A small molecule controls lung cancer
Researchers decode mechanisms behind intercellular communication in tumours
Sheila Nevermann
All cells in a multicellular organism must be precisely coordinated in order for the organism to function correctly. This applies both to healthy tissue and also tumours. Communication between the cells is extremely important and is achieved via direct cellular contact or using messenger substances. Recent studies have also shown that cells emit extracellular vesicles – so-called exosomes with a size of 50 to 200 nanometres – into the surrounding environment that play a key role in intercellular communication.
For a long time, these vesicles were not considered to have much biological significance. It was assumed that the cells used them to dispose of unnecessary molecules. We now know that these vesicles are fundamentally important for the regulation of different physiological processes and illnesses such as cancer.
In cellular communication, microRNA (miRNA) in exosomes plays a particularly important role. MicroRNAs are small ribonucleic acid molecules that play a key role in the regulation of gene expression and cellular protein synthesis.
Great success in lung cancer research
The research group headed by Dr. Meike Saul in the Department of Biology at the Technical University of Darmstadt is investigating the physiological functions of these exosomal miRNA and recently had great success in their research into lung cancer. Lung cancer is one of the leading causes of cancer-related death around the world. Non-small cell lung cancer (NSCLC) is the most common type of lung carcinoma and accounts for about 80 percent of all cases.

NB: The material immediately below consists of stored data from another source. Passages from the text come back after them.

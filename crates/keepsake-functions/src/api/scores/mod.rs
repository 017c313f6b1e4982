pub mod best;
pub mod index;
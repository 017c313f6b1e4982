//! Relational-server store backed by a PostgreSQL connection pool.

use async_trait::async_trait;
use keepsake_types::{Message, MessageStatus, ScoreEntry};
use sqlx::postgres::{PgConnectOptions, PgPoolOptions, PgRow};
use sqlx::{PgPool, Row};
use tracing::{debug, info};

use crate::error::StorageError;
use crate::migrations::POSTGRES_SCHEMA;
use crate::store::{Backend, Store};

const MAX_CONNECTIONS: u32 = 5;

#[derive(Clone)]
pub struct PostgresStore {
    pool: PgPool,
}

impl PostgresStore {
    pub async fn connect(options: PgConnectOptions) -> Result<Self, StorageError> {
        let pool = PgPoolOptions::new()
            .max_connections(MAX_CONNECTIONS)
            .connect_with(options)
            .await?;
        info!("Postgres pool connected (max {} connections)", MAX_CONNECTIONS);
        Ok(Self { pool })
    }

    pub fn pool(&self) -> &PgPool {
        &self.pool
    }
}

#[async_trait]
impl Store for PostgresStore {
    fn backend(&self) -> Backend {
        Backend::Postgres
    }

    async fn initialize(&self) -> Result<(), StorageError> {
        let mut tx = self.pool.begin().await?;
        for statement in POSTGRES_SCHEMA {
            sqlx::query(*statement).execute(&mut *tx).await?;
        }
        tx.commit().await?;
        info!("Postgres schema ready");
        Ok(())
    }

    async fn insert_score(&self, name: &str, time: i64) -> Result<ScoreEntry, StorageError> {
        let mut tx = self.pool.begin().await?;
        let row = sqlx::query(
            "INSERT INTO scores (name, time) VALUES ($1, $2)
             RETURNING id, name, time, created_at",
        )
        .bind(name)
        .bind(time)
        .fetch_one(&mut *tx)
        .await?;
        let entry = score_from_row(&row)?;
        tx.commit().await?;

        debug!(id = entry.id, "score inserted");
        Ok(entry)
    }

    async fn best_score(&self) -> Result<Option<ScoreEntry>, StorageError> {
        let mut tx = self.pool.begin().await?;
        let row = sqlx::query(
            "SELECT id, name, time, created_at FROM scores
             ORDER BY time ASC, created_at ASC, id ASC
             LIMIT 1",
        )
        .fetch_optional(&mut *tx)
        .await?;
        let entry = row.as_ref().map(score_from_row).transpose()?;
        tx.commit().await?;
        Ok(entry)
    }

    async fn scores_ranked(&self) -> Result<Vec<ScoreEntry>, StorageError> {
        let mut tx = self.pool.begin().await?;
        let rows = sqlx::query(
            "SELECT id, name, time, created_at FROM scores
             ORDER BY time ASC, created_at ASC, id ASC",
        )
        .fetch_all(&mut *tx)
        .await?;
        let entries = rows.iter().map(score_from_row).collect::<Result<Vec<_>, _>>()?;
        tx.commit().await?;
        Ok(entries)
    }

    async fn insert_message(&self, name: &str, message: &str) -> Result<Message, StorageError> {
        let mut tx = self.pool.begin().await?;
        let row = sqlx::query(
            "INSERT INTO messages (name, message, status) VALUES ($1, $2, $3)
             RETURNING id, name, message, status, created_at",
        )
        .bind(name)
        .bind(message)
        .bind(MessageStatus::Pending.as_str())
        .fetch_one(&mut *tx)
        .await?;
        let message = message_from_row(&row)?;
        tx.commit().await?;

        debug!(id = message.id, "message inserted");
        Ok(message)
    }

    async fn messages_by_status(
        &self,
        status: MessageStatus,
    ) -> Result<Vec<Message>, StorageError> {
        let mut tx = self.pool.begin().await?;
        let rows = sqlx::query(
            "SELECT id, name, message, status, created_at FROM messages
             WHERE status = $1
             ORDER BY created_at DESC, id DESC",
        )
        .bind(status.as_str())
        .fetch_all(&mut *tx)
        .await?;
        let messages = rows.iter().map(message_from_row).collect::<Result<Vec<_>, _>>()?;
        tx.commit().await?;
        Ok(messages)
    }

    async fn all_messages(&self) -> Result<Vec<Message>, StorageError> {
        let mut tx = self.pool.begin().await?;
        let rows = sqlx::query(
            "SELECT id, name, message, status, created_at FROM messages
             ORDER BY created_at DESC, id DESC",
        )
        .fetch_all(&mut *tx)
        .await?;
        let messages = rows.iter().map(message_from_row).collect::<Result<Vec<_>, _>>()?;
        tx.commit().await?;
        Ok(messages)
    }

    async fn update_message_status(
        &self,
        id: i64,
        status: MessageStatus,
    ) -> Result<Option<Message>, StorageError> {
        let mut tx = self.pool.begin().await?;
        let row = sqlx::query(
            "UPDATE messages SET status = $1 WHERE id = $2
             RETURNING id, name, message, status, created_at",
        )
        .bind(status.as_str())
        .bind(id)
        .fetch_optional(&mut *tx)
        .await?;
        let message = row.as_ref().map(message_from_row).transpose()?;
        tx.commit().await?;
        Ok(message)
    }

    async fn delete_message(&self, id: i64) -> Result<bool, StorageError> {
        let mut tx = self.pool.begin().await?;
        let result = sqlx::query("DELETE FROM messages WHERE id = $1")
            .bind(id)
            .execute(&mut *tx)
            .await?;
        tx.commit().await?;
        Ok(result.rows_affected() > 0)
    }
}

fn score_from_row(row: &PgRow) -> Result<ScoreEntry, StorageError> {
    Ok(ScoreEntry {
        id: row.try_get("id")?,
        name: row.try_get("name")?,
        time: row.try_get("time")?,
        created_at: row.try_get("created_at")?,
    })
}

fn message_from_row(row: &PgRow) -> Result<Message, StorageError> {
    let id: i64 = row.try_get("id")?;
    let status: String = row.try_get("status")?;
    let status = status
        .parse::<MessageStatus>()
        .map_err(|e| StorageError::Corrupt(format!("message {}: {}", id, e)))?;

    Ok(Message {
        id,
        name: row.try_get("name")?,
        message: row.try_get("message")?,
        status,
        created_at: row.try_get("created_at")?,
    })
}
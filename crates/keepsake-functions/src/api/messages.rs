//! `/api/messages`: public guestbook read and submission.

use keepsake_api::{Endpoint, Reply};

use crate::{FunctionRequest, Invocation};

pub const ENDPOINT: Endpoint = Endpoint::Messages;

pub async fn handler(invocation: &Invocation, request: FunctionRequest) -> Reply {
    invocation
        .facade()
        .dispatch(ENDPOINT, &request.method, request.id.as_deref(), request.body())
        .await
}
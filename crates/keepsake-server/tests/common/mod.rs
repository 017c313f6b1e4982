use std::sync::Arc;

use axum::Router;
use axum::body::Body;
use axum::http::{HeaderMap, Method, Request, StatusCode, header::CONTENT_TYPE};
use http_body_util::BodyExt;
use keepsake_api::Facade;
use keepsake_db::{SqliteStore, Store};
use serde_json::Value;
use tower::ServiceExt;

/// Full router over a fresh in-memory store.
pub async fn test_app() -> Router {
    let store = SqliteStore::open_in_memory().unwrap();
    store.initialize().await.unwrap();
    keepsake_server::router(Arc::new(Facade::new(Arc::new(store))))
}

pub struct TestResponse {
    pub status: StatusCode,
    pub headers: HeaderMap,
    pub body: Option<Value>,
}

pub async fn send(app: &Router, method: Method, uri: &str, body: &str) -> TestResponse {
    let request = Request::builder()
        .method(method)
        .uri(uri)
        .header(CONTENT_TYPE, "application/json")
        .body(Body::from(body.to_string()))
        .unwrap();

    let response = app.clone().oneshot(request).await.unwrap();
    let status = response.status();
    let headers = response.headers().clone();
    let bytes = response.into_body().collect().await.unwrap().to_bytes();
    let body = if bytes.is_empty() {
        None
    } else {
        Some(serde_json::from_slice(&bytes).unwrap())
    };

    TestResponse { status, headers, body }
}

pub async fn get(app: &Router, uri: &str) -> TestResponse {
    send(app, Method::GET, uri, "").await
}

pub async fn post_json(app: &Router, uri: &str, body: Value) -> TestResponse {
    send(app, Method::POST, uri, &body.to_string()).await
}

pub async fn put_json(app: &Router, uri: &str, body: Value) -> TestResponse {
    send(app, Method::PUT, uri, &body.to_string()).await
}
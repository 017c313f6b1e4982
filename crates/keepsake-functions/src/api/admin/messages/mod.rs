pub mod by_id;
pub mod index;
pub mod pending;
pub mod status;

It is known that most cases of non-small cell lung cancer are associated with an overexpression of the pro-inflammatory lipid mediator prostaglandin E2 (PGE2) which strongly promotes tumour growth. The extent to which tumour and inflammation-promoting lipid mediators influence the communication between cells via exosomes had not been investigated up to now. Saul, her scientific assistants Dr. Julia Donzelli and Eva Pröstler as well as other researchers at TU Darmstadt, the University of Gießen and the Karolinska Institute (Stockholm/Sweden) were able to demonstrate for the first time in this study that PGE2 significantly increases the exosomal secretion of microRNA miR-574-5p in lung cancer cells.
In addition, the team discovered that miR-574-5p transported in exosomes activates an immune receptor that lowers PGE2 levels. This function in exosomes differs from the function of intracellular miR-574-5p, which initiates PGE2 biosynthesis. The study showed that a combination of intracellular and exosomal miR-574-5p controls PGE2 levels via a feedback loop. This suggests that it may be possible to use this finding to influence tumour growth.
There are various subtypes of non-small cell lung cancer. In one of the most common types, adenocarcinoma, the researchers discovered that exosomal miR-574-5p had an influence on PGE2 biosynthesis. The research team headed by Saul suggests that this is due to the unique composition of the various proteins on the exosomal surface.
In this study, Saul and her colleagues were able to show for the first time that the function of a miRNA within a cell can be the exact opposite of its function in the exosome. Depending on the uptake mechanism, an exosomal miRNA can be released at different locations within a cell, which can decisively influence the function of the miRNA.
New therapeutic possibilities for lung cancer
This newly discovered relationship between miR-574-5p and PGE2 opens up new therapeutic possibilities for lung cancer. “The results will act as the basis for the development of innovative and personalised therapies,” explains Saul. “Combining standard cancer therapies with inhibitors against PGE2 synthesis is a very promising treatment strategy.” Nonsteroidal anti-inflammatory drugs (NSAIDs) are a well-known inhibitor of PGE2 synthesis. “Unfortunately, the tumour-inhibiting effect of PGE2 inhibitors was not observed in all of the tumour patients,” says Saul. Saul believes that this is due to the individual PGE2 synthesis rates of the patients. The aim is thus to find a biomarker that identifies those patients who could benefit from the administration of PGE2 inhibitors (stratification marker).
“miR-574-5p could be used as a tumour and stratification marker to select lung tumour patients who are likely to respond to the pharmacological inhibition of PGE2 biosynthesis. We are currently conducting a clinical study to further validate our hypothesis,” says Saul.